Unable to have visitors, Aleah and her boyfriend press their hands together, separated by the screen of an open window, as Aleah stays at Recovery Works Northwest's detox center. (Kristyna Wentz-Graff/OPB)

"I feel a lot better than I did yesterday," Aleah said.

She'd been at the facility for five days. She said she drove 250 miles from Eastern Oregon to Recovery Works because it's where she was able to get a bed. Her boyfriend also wanted her to come here so they could both get sober, she said. While we were talking, her boyfriend, Trey Rubin, who'd just completed residential treatment, walked up and stood outside one of the windows.

"I wish I could come out," Aleah said, pressing her hand against the screen of an open window to meet his hand on the other side.

"At least we can talk through a window," she said. "You look so good."

Rubin recently moved into a sober house in Portland.

"I want to be successful and do things in my life and that's definitely the first step," Rubin said. "You can't really do anything if you're not clean, you know."

He said he's thinking about what he may do now that he's not using drugs.

"I love dirt bikes and writing," he said. "I don't know exactly what I want to do yet. But maybe want to go to school to be an X-ray technician or something like that."

Oregon has faced some criticism for how slow the expansion of treatment programs such as the one that helped Aleah and Rubin has been. But if anything, state lawmakers say they want to invest more in recovery programs, even if they're considering other changes.

Oregon's 2024 legislative session got underway this week, where lawmakers are expected to debate Measure 110's future.

A man who was just revived from a near-fatal overdose climbs into the back of an ambulance. (Kristyna Wentz-Graff/OPB)

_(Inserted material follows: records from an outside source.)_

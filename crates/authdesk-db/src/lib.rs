//! AuthDesk Database — SurrealDB connection management and repository
//! implementations.
//!
//! This crate provides:
//! - Connection management ([`DbManager`], [`DbConfig`])
//! - Schema initialization and migrations ([`run_migrations`])
//! - Error types ([`DbError`])
//! - Repository implementations for the `authdesk-core` traits

mod connection;
mod error;
pub mod repository;
mod schema;

pub use connection::{DbConfig, DbManager};
pub use error::DbError;
pub use schema::{run_migrations, schema_v1};
//! Application (OAuth client) domain model.

use chrono::{DateTime, Utc};
use serde::{Deserialize, Serialize};
use uuid::Uuid;

/// Grant flow an application is registered for.
#[derive(Debug, Clone, Copy, PartialEq, Eq, Serialize, Deserialize)]
pub enum ApplicationFlow {
    ClientCredentials,
    AuthorizationWithPkce,
}

/// A registered OAuth/OIDC client application.
///
/// `scope_ids` holds the *explicit* scope associations only. Global
/// scopes (those with no explicit associations anywhere) are granted
/// implicitly and never appear here.
#[derive(Debug, Clone, Serialize, Deserialize)]
pub struct Application {
    pub id: Uuid,
    pub display_name: String,
    pub client_id: String,
    pub client_secret: String,
    pub flow: ApplicationFlow,
    /// Comma-separated redirect URIs. Only valid under
    /// [`ApplicationFlow::AuthorizationWithPkce`].
    pub redirect_uris: Option<String>,
    /// Comma-separated post-logout redirect URIs. Same flow rule.
    pub post_logout_redirect_uris: Option<String>,
    pub scope_ids: Vec<Uuid>,
    pub created_at: DateTime<Utc>,
    pub updated_at: DateTime<Utc>,
}

#[derive(Debug, Clone)]
pub struct CreateApplication {
    pub display_name: String,
    pub client_id: String,
    pub client_secret: String,
    pub flow: ApplicationFlow,
    pub redirect_uris: Option<String>,
    pub post_logout_redirect_uris: Option<String>,
    /// Explicit associations to store. Callers filter out global
    /// scopes before persisting.
    pub scope_ids: Vec<Uuid>,
}

/// Full-replace update input. All fields and the association set are
/// overwritten wholesale.
#[derive(Debug, Clone)]
pub struct UpdateApplication {
    pub display_name: String,
    pub client_id: String,
    pub client_secret: String,
    pub flow: ApplicationFlow,
    pub redirect_uris: Option<String>,
    pub post_logout_redirect_uris: Option<String>,
    pub scope_ids: Vec<Uuid>,
}
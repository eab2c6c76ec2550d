//! Domain models for AuthDesk.
//!
//! These are the core types shared across all crates.

pub mod application;
pub mod scope;

pub use application::{Application, ApplicationFlow, CreateApplication, UpdateApplication};
pub use scope::{CreateScope, Scope, UpdateScope};
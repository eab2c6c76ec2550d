//! SurrealDB implementation of [`ScopeRepository`].

use std::collections::HashMap;

use authdesk_core::error::DeskResult;
use authdesk_core::models::scope::{CreateScope, Scope, UpdateScope};
use authdesk_core::repository::ScopeRepository;
use chrono::{DateTime, Utc};
use surrealdb::{Connection, Surreal};
use surrealdb_types::SurrealValue;
use uuid::Uuid;

use crate::error::DbError;

#[derive(Debug, SurrealValue)]
struct ScopeRow {
    display_name: String,
    scope_name: String,
    description: String,
    created_at: DateTime<Utc>,
    updated_at: DateTime<Utc>,
}

/// DB-side row struct that includes the record ID via `meta::id(id)`.
#[derive(Debug, SurrealValue)]
struct ScopeRowWithId {
    record_id: String,
    display_name: String,
    scope_name: String,
    description: String,
    created_at: DateTime<Utc>,
    updated_at: DateTime<Utc>,
}

/// Row struct for association edge queries.
#[derive(Debug, SurrealValue)]
struct EdgeRow {
    application_id: String,
    scope_id: String,
}

impl ScopeRow {
    fn into_scope(self, id: Uuid, application_ids: Vec<Uuid>) -> Scope {
        Scope {
            id,
            display_name: self.display_name,
            scope_name: self.scope_name,
            description: self.description,
            application_ids,
            created_at: self.created_at,
            updated_at: self.updated_at,
        }
    }
}

impl ScopeRowWithId {
    fn try_into_scope(self, application_ids: Vec<Uuid>) -> Result<Scope, DbError> {
        let id = Uuid::parse_str(&self.record_id)
            .map_err(|e| DbError::Migration(format!("invalid UUID: {e}")))?;
        Ok(Scope {
            id,
            display_name: self.display_name,
            scope_name: self.scope_name,
            description: self.description,
            application_ids,
            created_at: self.created_at,
            updated_at: self.updated_at,
        })
    }
}

/// SurrealDB implementation of the Scope repository.
#[derive(Clone)]
pub struct SurrealScopeRepository<C: Connection> {
    db: Surreal<C>,
}

impl<C: Connection> SurrealScopeRepository<C> {
    pub fn new(db: Surreal<C>) -> Self {
        Self { db }
    }

    /// Application ids explicitly associated with one scope.
    async fn load_application_ids(&self, id: Uuid) -> Result<Vec<Uuid>, DbError> {
        let mut result = self
            .db
            .query(
                "SELECT application_id, scope_id FROM application_scope \
                 WHERE scope_id = $scope_id",
            )
            .bind(("scope_id", id.to_string()))
            .await?;

        let rows: Vec<EdgeRow> = result.take(0)?;
        rows.iter()
            .map(|row| {
                Uuid::parse_str(&row.application_id)
                    .map_err(|e| DbError::Migration(format!("invalid application UUID: {e}")))
            })
            .collect()
    }

    /// Application ids for a batch of scopes, grouped by scope.
    async fn load_application_ids_for(
        &self,
        ids: &[String],
    ) -> Result<HashMap<String, Vec<Uuid>>, DbError> {
        let mut result = self
            .db
            .query(
                "SELECT application_id, scope_id FROM application_scope \
                 WHERE scope_id IN $ids",
            )
            .bind(("ids", ids.to_vec()))
            .await?;

        let rows: Vec<EdgeRow> = result.take(0)?;
        let mut grouped: HashMap<String, Vec<Uuid>> = HashMap::new();
        for row in rows {
            let application_id = Uuid::parse_str(&row.application_id)
                .map_err(|e| DbError::Migration(format!("invalid application UUID: {e}")))?;
            grouped.entry(row.scope_id).or_default().push(application_id);
        }
        Ok(grouped)
    }

    /// Replace the scope's association edges wholesale.
    async fn replace_edges(&self, id: Uuid, application_ids: &[Uuid]) -> Result<(), DbError> {
        self.db
            .query("DELETE application_scope WHERE scope_id = $scope_id")
            .bind(("scope_id", id.to_string()))
            .await?;

        for application_id in application_ids {
            self.db
                .query(
                    "CREATE application_scope SET \
                     application_id = $application_id, scope_id = $scope_id",
                )
                .bind(("application_id", application_id.to_string()))
                .bind(("scope_id", id.to_string()))
                .await?
                .check()
                .map_err(|e| DbError::Migration(e.to_string()))?;
        }
        Ok(())
    }
}

impl<C: Connection> ScopeRepository for SurrealScopeRepository<C> {
    async fn create(&self, input: CreateScope) -> DeskResult<Scope> {
        let id = Uuid::new_v4();
        let id_str = id.to_string();

        let result = self
            .db
            .query(
                "CREATE type::record('scope', $id) SET \
                 display_name = $display_name, \
                 scope_name = $scope_name, \
                 description = $description",
            )
            .bind(("id", id_str.clone()))
            .bind(("display_name", input.display_name))
            .bind(("scope_name", input.scope_name))
            .bind(("description", input.description))
            .await
            .map_err(DbError::from)?;

        let mut result = result
            .check()
            .map_err(|e| DbError::Migration(e.to_string()))?;

        let rows: Vec<ScopeRow> = result.take(0).map_err(DbError::from)?;
        let row = rows.into_iter().next().ok_or_else(|| DbError::NotFound {
            entity: "scope".into(),
            id: id_str,
        })?;

        self.replace_edges(id, &input.application_ids).await?;

        Ok(row.into_scope(id, input.application_ids))
    }

    async fn get_by_id(&self, id: Uuid) -> DeskResult<Scope> {
        let id_str = id.to_string();

        let mut result = self
            .db
            .query("SELECT * FROM type::record('scope', $id)")
            .bind(("id", id_str.clone()))
            .await
            .map_err(DbError::from)?;

        let rows: Vec<ScopeRow> = result.take(0).map_err(DbError::from)?;
        let row = rows.into_iter().next().ok_or_else(|| DbError::NotFound {
            entity: "scope".into(),
            id: id_str,
        })?;

        let application_ids = self.load_application_ids(id).await?;
        Ok(row.into_scope(id, application_ids))
    }

    async fn get_by_scope_name(&self, scope_name: &str) -> DeskResult<Scope> {
        let scope_name_owned = scope_name.to_string();

        let mut result = self
            .db
            .query(
                "SELECT meta::id(id) AS record_id, * \
                 FROM scope WHERE scope_name = $scope_name",
            )
            .bind(("scope_name", scope_name_owned))
            .await
            .map_err(DbError::from)?;

        let rows: Vec<ScopeRowWithId> = result.take(0).map_err(DbError::from)?;
        let row = rows.into_iter().next().ok_or_else(|| DbError::NotFound {
            entity: "scope".into(),
            id: format!("scope_name={scope_name}"),
        })?;

        let id = Uuid::parse_str(&row.record_id)
            .map_err(|e| DbError::Migration(format!("invalid UUID: {e}")))?;
        let application_ids = self.load_application_ids(id).await?;
        Ok(row.try_into_scope(application_ids)?)
    }

    async fn get_by_ids(&self, ids: &[Uuid]) -> DeskResult<Vec<Scope>> {
        if ids.is_empty() {
            return Ok(Vec::new());
        }

        let id_strs: Vec<String> = ids.iter().map(Uuid::to_string).collect();

        let mut result = self
            .db
            .query(
                "SELECT meta::id(id) AS record_id, * \
                 FROM scope WHERE meta::id(id) IN $ids \
                 ORDER BY id ASC",
            )
            .bind(("ids", id_strs.clone()))
            .await
            .map_err(DbError::from)?;

        let rows: Vec<ScopeRowWithId> = result.take(0).map_err(DbError::from)?;
        let mut edges = self.load_application_ids_for(&id_strs).await?;

        rows.into_iter()
            .map(|row| {
                let application_ids = edges.remove(&row.record_id).unwrap_or_default();
                row.try_into_scope(application_ids)
            })
            .collect::<Result<Vec<_>, DbError>>()
            .map_err(Into::into)
    }

    async fn update(&self, id: Uuid, input: UpdateScope) -> DeskResult<Scope> {
        let id_str = id.to_string();

        let result = self
            .db
            .query(
                "UPDATE type::record('scope', $id) SET \
                 display_name = $display_name, \
                 scope_name = $scope_name, \
                 description = $description, \
                 updated_at = time::now()",
            )
            .bind(("id", id_str.clone()))
            .bind(("display_name", input.display_name))
            .bind(("scope_name", input.scope_name))
            .bind(("description", input.description))
            .await
            .map_err(DbError::from)?;

        let mut result = result
            .check()
            .map_err(|e| DbError::Migration(e.to_string()))?;

        let rows: Vec<ScopeRow> = result.take(0).map_err(DbError::from)?;
        let row = rows.into_iter().next().ok_or_else(|| DbError::NotFound {
            entity: "scope".into(),
            id: id_str,
        })?;

        self.replace_edges(id, &input.application_ids).await?;

        Ok(row.into_scope(id, input.application_ids))
    }

    async fn delete(&self, id: Uuid) -> DeskResult<()> {
        let id_str = id.to_string();

        let mut result = self
            .db
            .query("SELECT * FROM type::record('scope', $id)")
            .bind(("id", id_str.clone()))
            .await
            .map_err(DbError::from)?;

        let rows: Vec<ScopeRow> = result.take(0).map_err(DbError::from)?;
        if rows.is_empty() {
            return Err(DbError::NotFound {
                entity: "scope".into(),
                id: id_str,
            }
            .into());
        }

        // Cascade: association edges first, then the record.
        self.db
            .query("DELETE application_scope WHERE scope_id = $scope_id")
            .bind(("scope_id", id_str.clone()))
            .await
            .map_err(DbError::from)?;

        self.db
            .query("DELETE type::record('scope', $id)")
            .bind(("id", id_str))
            .await
            .map_err(DbError::from)?;

        Ok(())
    }

    async fn list_after(&self, after: Option<Uuid>, limit: u32) -> DeskResult<Vec<Scope>> {
        let result = match after {
            Some(after) => {
                self.db
                    .query(
                        "SELECT meta::id(id) AS record_id, * \
                         FROM scope WHERE meta::id(id) > $after \
                         ORDER BY id ASC LIMIT $limit",
                    )
                    .bind(("after", after.to_string()))
                    .bind(("limit", limit))
                    .await
            }
            None => {
                self.db
                    .query(
                        "SELECT meta::id(id) AS record_id, * \
                         FROM scope \
                         ORDER BY id ASC LIMIT $limit",
                    )
                    .bind(("limit", limit))
                    .await
            }
        };

        let mut result = result.map_err(DbError::from)?;
        let rows: Vec<ScopeRowWithId> = result.take(0).map_err(DbError::from)?;

        let ids: Vec<String> = rows.iter().map(|row| row.record_id.clone()).collect();
        let mut edges = if ids.is_empty() {
            HashMap::new()
        } else {
            self.load_application_ids_for(&ids).await?
        };

        rows.into_iter()
            .map(|row| {
                let application_ids = edges.remove(&row.record_id).unwrap_or_default();
                row.try_into_scope(application_ids)
            })
            .collect::<Result<Vec<_>, DbError>>()
            .map_err(Into::into)
    }

    async fn list_all(&self) -> DeskResult<Vec<Scope>> {
        let mut result = self
            .db
            .query(
                "SELECT meta::id(id) AS record_id, * \
                 FROM scope ORDER BY id ASC",
            )
            .await
            .map_err(DbError::from)?;

        let rows: Vec<ScopeRowWithId> = result.take(0).map_err(DbError::from)?;

        let mut edge_result = self
            .db
            .query("SELECT application_id, scope_id FROM application_scope")
            .await
            .map_err(DbError::from)?;
        let edge_rows: Vec<EdgeRow> = edge_result.take(0).map_err(DbError::from)?;

        let mut edges: HashMap<String, Vec<Uuid>> = HashMap::new();
        for row in edge_rows {
            let application_id = Uuid::parse_str(&row.application_id)
                .map_err(|e| DbError::Migration(format!("invalid application UUID: {e}")))?;
            edges.entry(row.scope_id).or_default().push(application_id);
        }

        rows.into_iter()
            .map(|row| {
                let application_ids = edges.remove(&row.record_id).unwrap_or_default();
                row.try_into_scope(application_ids)
            })
            .collect::<Result<Vec<_>, DbError>>()
            .map_err(Into::into)
    }
}
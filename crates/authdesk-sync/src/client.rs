//! Concrete registry client used by the server.
//!
//! The sync traits are not dyn-compatible, so runtime selection between
//! the HTTP and no-op adapters goes through an enum instead of a trait
//! object.

use authdesk_core::DeskResult;
use authdesk_core::sync::{
    ApplicationDescriptor, ApplicationRegistrySync, ScopeDescriptor, ScopeRegistrySync,
};
use uuid::Uuid;

use crate::http::HttpRegistrySync;
use crate::noop::NoopRegistrySync;

#[derive(Debug, Clone)]
pub enum RegistryClient {
    Noop(NoopRegistrySync),
    Http(HttpRegistrySync),
}

impl RegistryClient {
    /// HTTP sync when a base URL is configured, no-op otherwise.
    pub fn from_endpoint(base_url: Option<String>, bearer_token: Option<String>) -> Self {
        match base_url {
            Some(url) => Self::Http(HttpRegistrySync::new(url, bearer_token)),
            None => Self::Noop(NoopRegistrySync),
        }
    }
}

impl ApplicationRegistrySync for RegistryClient {
    async fn upsert_application(&self, descriptor: &ApplicationDescriptor) -> DeskResult<()> {
        match self {
            Self::Noop(inner) => inner.upsert_application(descriptor).await,
            Self::Http(inner) => inner.upsert_application(descriptor).await,
        }
    }

    async fn delete_application(&self, id: Uuid) -> DeskResult<()> {
        match self {
            Self::Noop(inner) => inner.delete_application(id).await,
            Self::Http(inner) => inner.delete_application(id).await,
        }
    }
}

impl ScopeRegistrySync for RegistryClient {
    async fn upsert_scope(&self, descriptor: &ScopeDescriptor) -> DeskResult<()> {
        match self {
            Self::Noop(inner) => inner.upsert_scope(descriptor).await,
            Self::Http(inner) => inner.upsert_scope(descriptor).await,
        }
    }

    async fn delete_scope(&self, id: Uuid) -> DeskResult<()> {
        match self {
            Self::Noop(inner) => inner.delete_scope(id).await,
            Self::Http(inner) => inner.delete_scope(id).await,
        }
    }
}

By early March, lawmakers could decide exactly what that future will be. Oregon Senate Majority Leader Kate Lieber – who co-chaired the legislature's addiction committee – told Oregon Public Broadcasting that she's not advocating for Measure 110 to be repealed. But she and other top lawmakers have said they support recriminalizing drug possession so long as there are ways for the criminal justice system to direct people into the treatment programs Measure 110 has helped to expand.

"We knew that we didn't want to go backwards on what was happening with regard to the war on drugs, we can't go back to that – but people are dying of overdoses on the street," Lieber said.

"The state of the drug crisis in Oregon is unacceptable."